Otra maña del mozalbete traía muy quemado a don Francisco, y era que empezaba a dañar su espíritu el maleficio de una perversa doctrina titulada krausista. Bringas la había oído calificar de pestilente a un sabio capellán amigo suyo. De algún tiempo acá, Paquito de Asís andaba con unas enredosas monsergas del yo, el no yo, el otro y el de más allá, que sacaban de quicio al buen don Francisco. Éste le dijo, en resumidas cuentas, que si no echaba de su cabeza aquellas filosofías, le iba a quitar de la Universidad y a ponerle de hortera en una tienda.
Trascurrió toda la mañana, y cansados de esperar a Rosalía, almorzaron. La señora llegó a eso de la una, un poco sofocada.
-Muy malita la pobre -dijo adelantándose a su marido, que ya tenía la boca abierta para preguntarlo por la hermana de Cucúrbitas.

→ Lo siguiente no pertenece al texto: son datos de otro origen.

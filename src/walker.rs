//! Depth-first traversal of a template tree, pruned by a [`Selection`].

use log::debug;
use std::fs::Permissions;
use std::path::{Path, PathBuf};
use walkdir::WalkDir;

use crate::config::CONFIG_FILES;
use crate::error::{Error, Result};
use crate::selection::{RelPath, Selection};

/// A template file that survived the selection.
#[derive(Debug, Clone)]
pub struct TemplateFile {
    pub rel_path: RelPath,
    pub source: PathBuf,
    pub permissions: Permissions,
}

/// Lazy, single-pass iterator over the selected files of a template tree.
///
/// Entries come in file-name order. Directories the selection rejects are
/// skipped without being read.
pub struct TemplateFiles<'a> {
    root: PathBuf,
    entries: walkdir::IntoIter,
    selection: &'a Selection,
}

impl<'a> TemplateFiles<'a> {
    pub fn new<P: AsRef<Path>>(root: P, selection: &'a Selection) -> Self {
        let root = root.as_ref().to_path_buf();
        let entries = WalkDir::new(&root)
            .follow_links(true)
            .sort_by_file_name()
            .into_iter();
        Self {
            root,
            entries,
            selection,
        }
    }

    fn visit(&mut self, entry: walkdir::DirEntry) -> Result<Option<TemplateFile>> {
        let rel_path = RelPath::from_root(&self.root, entry.path())?;
        if entry.file_type().is_dir() {
            if !self.selection.should_descend(&rel_path) {
                debug!("Skipping directory {}", rel_path);
                self.entries.skip_current_dir();
            }
            return Ok(None);
        }
        if entry.depth() == 1 && CONFIG_FILES.contains(&rel_path.as_str()) {
            return Ok(None);
        }
        if !self.selection.should_include_file(&rel_path) {
            debug!("Skipping file {}", rel_path);
            return Ok(None);
        }
        let metadata = entry.metadata()?;
        Ok(Some(TemplateFile {
            rel_path,
            source: entry.into_path(),
            permissions: metadata.permissions(),
        }))
    }
}

impl Iterator for TemplateFiles<'_> {
    type Item = Result<TemplateFile>;

    fn next(&mut self) -> Option<Self::Item> {
        loop {
            let entry = match self.entries.next()? {
                Ok(entry) => entry,
                Err(e) => return Some(Err(Error::from(e))),
            };
            if entry.depth() == 0 {
                if !entry.file_type().is_dir() {
                    return Some(Err(Error::TemplateError(format!(
                        "'{}' is not a directory",
                        entry.path().display()
                    ))));
                }
                continue;
            }
            match self.visit(entry) {
                Ok(Some(file)) => return Some(Ok(file)),
                Ok(None) => continue,
                Err(e) => return Some(Err(e)),
            }
        }
    }
}

#[cfg(test)]
mod tests {
    use super::*;
    use std::fs;
    use tempfile::TempDir;

    fn touch(root: &Path, rel: &str) {
        let path = root.join(rel);
        fs::create_dir_all(path.parent().unwrap()).unwrap();
        fs::write(path, rel).unwrap();
    }

    fn collect(root: &Path, selection: &Selection) -> Vec<String> {
        TemplateFiles::new(root, selection)
            .map(|file| file.unwrap().rel_path.to_string())
            .collect()
    }

    #[test]
    fn test_walk_is_sorted_and_skips_manifest() {
        let temp_dir = TempDir::new().unwrap();
        for rel in ["b.txt", "a/z.txt", "a/b.txt", "template.yaml", "sub/template.yaml"] {
            touch(temp_dir.path(), rel);
        }
        assert_eq!(
            collect(temp_dir.path(), &Selection::all()),
            ["a/b.txt", "a/z.txt", "b.txt", "sub/template.yaml"]
        );
    }

    #[test]
    fn test_walk_prunes_unselected_dirs() {
        let temp_dir = TempDir::new().unwrap();
        for rel in ["api/types/t.proto", "api/user/u.proto", "internal/x.go", "go.mod"] {
            touch(temp_dir.path(), rel);
        }
        let selection = Selection::builder().include_dir("api/types").build().unwrap();
        assert_eq!(collect(temp_dir.path(), &selection), ["api/types/t.proto"]);
    }

    #[test]
    fn test_missing_root_is_an_io_error() {
        let temp_dir = TempDir::new().unwrap();
        let selection = Selection::all();
        let mut files = TemplateFiles::new(temp_dir.path().join("missing"), &selection);
        assert!(matches!(files.next(), Some(Err(Error::IoError { .. }))));
    }
}
//! Glue between the parsed command line and the generation engine.

use log::debug;

use crate::cli::{Args, Command, OutputArgs};
use crate::constants::{DEFAULT_TEMPLATE, TYPES_PB_PRESET};
use crate::engine::{generate, Generation, GenerationRequest};
use crate::error::{Error, Result};
use crate::gomod;
use crate::output::Destination;
use crate::template::TemplateCatalog;

/// Runs the parsed command.
pub fn run(args: Args) -> Result<()> {
    let catalog = TemplateCatalog::new(&args.templates);
    match args.command {
        Command::GenTypesPb(output) => {
            generate_preset(&catalog, DEFAULT_TEMPLATE, TYPES_PB_PRESET, output)
        }
        Command::Generate {
            preset,
            template,
            output,
        } => generate_preset(&catalog, &template, &preset, output),
        Command::List => list_templates(&catalog),
    }
}

/// Picks the module name: a go.mod in the output directory wins over `--module-name`.
///
/// # Errors
/// * `Error::ConfigError` if neither source provides a name
pub fn resolve_module_name(output: &OutputArgs, command: &str) -> Result<String> {
    if let Some(out) = &output.out {
        if let Some(name) = gomod::module_name(out)? {
            return Ok(name);
        }
    }
    match output.module_name.as_deref() {
        Some(name) if !name.is_empty() => Ok(name.to_string()),
        _ => Err(Error::ConfigError(format!(
            "required flag(s) \"module-name\" not set, use \"stencil {} -h\" for help",
            command
        ))),
    }
}

fn generate_preset(
    catalog: &TemplateCatalog,
    template_name: &str,
    preset_name: &str,
    output: OutputArgs,
) -> Result<()> {
    let template = catalog.open(template_name)?;
    let preset = template.preset(preset_name)?;
    let command = if preset_name == TYPES_PB_PRESET && template_name == DEFAULT_TEMPLATE {
        "gen-types-pb"
    } else {
        "generate"
    };
    let module_name = resolve_module_name(&output, command)?;
    debug!("Using module name '{}'", module_name);

    let markers = preset.markers()?;
    let prefix = preset.default_prefix(preset_name);
    let request = GenerationRequest {
        template: &template,
        selection: preset.selection()?,
        rules: template.rules(&module_name)?,
        destination: Destination::from_option(output.out, prefix),
        markers: markers.clone(),
    };

    match generate(request)? {
        Generation::Skipped { marker, .. } => {
            println!("'{}' already exists, no need to generate it.", marker.display());
        }
        Generation::Generated {
            root, used_default, ..
        } => {
            if used_default {
                if let Some(hint) = &preset.hint {
                    println!("\nusing help:\n  {}\n", hint);
                }
            }
            let target = markers
                .first()
                .map(|marker| marker.to_native(&root))
                .unwrap_or(root);
            println!(
                "generate \"{}\" code successfully, out = {}",
                preset_name,
                target.display()
            );
        }
    }
    Ok(())
}

fn list_templates(catalog: &TemplateCatalog) -> Result<()> {
    for name in catalog.names()? {
        let template = catalog.open(&name)?;
        println!("{}", name);
        for preset in template.manifest().presets.keys() {
            println!("  {}", preset);
        }
    }
    Ok(())
}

Y se encerró en el Camón para quitarse el velo y cambiar de vestido. Por la tarde salieron todos a paseo con los trapitos de cristianar, en correcta formación, los pequeños muy compuestitos, mamá y papá tan graves y apersonados como siempre. Bueno será decir que nunca, en tiempo alguno, había la Pipaón de la Barca tenido a su esposo por más respetable que aquel día... Le miraba y le oía con cierta veneración y se conceptuaba extraordinariamente inferior a él, pero tan inferior que casi casi no merecía fijar sus ojos en él. Atontada y distraída estuvo en el paseo, y en su casa, por la noche, más aún. Su espíritu, apartado de las sencillas escenas domésticas y de cuanto allí se hizo y se dijo, vivía en región distinta, atento a cosas remotas y desconocidas absolutamente para los demás.
-Vaya que estás en Babia esta noche -dijo Bringas algo enojado-, al notar la tercera o cuarta de sus equivocaciones.
Y ella no se atrevió a chistar. Después, mientras el padre y los pequeños jugaban a la lotería, encerrose ella en el Camón, y allí, sentada, cruzados los brazos, la barba sobre el pecho, se entregó a las meditaciones que querían devorar su entendimiento como la llama devora la arista seca.